→ **Work task**: Only a number is expected: how many lines in the entries that follow contain the word "Unable"?

[Saved data entries]
──────────────────────────────

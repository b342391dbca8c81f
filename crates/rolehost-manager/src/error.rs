// Copyright (C) 2025 SyncMyOrders Sp. z o.o.
// SPDX-License-Identifier: AGPL-3.0-or-later
//! Error types for rolehost-manager.

use axum::Json;
use axum::http::StatusCode;
use axum::response::{IntoResponse, Response};
use thiserror::Error;
use tracing::error;

use crate::role::Role;

/// Manager errors.
///
/// Every variant maps onto exactly one HTTP status, see [`Error::status_code`].
#[derive(Debug, Error)]
#[non_exhaustive]
pub enum Error {
    /// Configuration loading failed.
    #[error("Configuration error: {0}")]
    Config(#[from] crate::config::ConfigError),

    /// The role token does not name a known role.
    #[error("Unrecognized Role: {0}")]
    UnrecognizedRole(String),

    /// No registered instance has this id.
    #[error("Instance [{0}] not found.")]
    InstanceNotFound(String),

    /// The request body could not be decoded into a configuration document.
    #[error("Unable to deserialize Conf String to Configuration Object: {0}")]
    MalformedConfiguration(String),

    /// The port allocator gave up.
    #[error("No free port available after {0} attempts")]
    ResourceExhausted(usize),

    /// The starter failed to start an instance or returned no identifier.
    #[error("Unable to start a {role}: {reason}")]
    StartFailure {
        /// Role that was being started.
        role: Role,
        /// Why the start failed.
        reason: String,
    },

    /// The starter failed to stop an instance.
    #[error("Failed to stop instance [{instance_id}]: {reason}")]
    StopFailure {
        /// Instance that was being stopped.
        instance_id: String,
        /// Why the stop failed.
        reason: String,
    },

    /// The starter could not report an instance's status.
    #[error("Starter error: {0}")]
    Starter(#[from] crate::starter::StarterError),
}

impl Error {
    /// HTTP status this error is surfaced as.
    pub fn status_code(&self) -> StatusCode {
        match self {
            Error::UnrecognizedRole(_) | Error::InstanceNotFound(_) => StatusCode::NOT_FOUND,
            Error::MalformedConfiguration(_) => StatusCode::BAD_REQUEST,
            Error::Config(_)
            | Error::ResourceExhausted(_)
            | Error::StartFailure { .. }
            | Error::StopFailure { .. }
            | Error::Starter(_) => StatusCode::INTERNAL_SERVER_ERROR,
        }
    }
}

impl IntoResponse for Error {
    fn into_response(self) -> Response {
        let status = self.status_code();
        if status.is_server_error() {
            error!(error = %self, "Request failed");
        }
        let body = serde_json::json!({ "error": self.to_string() });
        (status, Json(body)).into_response()
    }
}

/// Result type using manager Error.
pub type Result<T> = std::result::Result<T, Error>;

──────────────────────────────

→ **Task result**: 2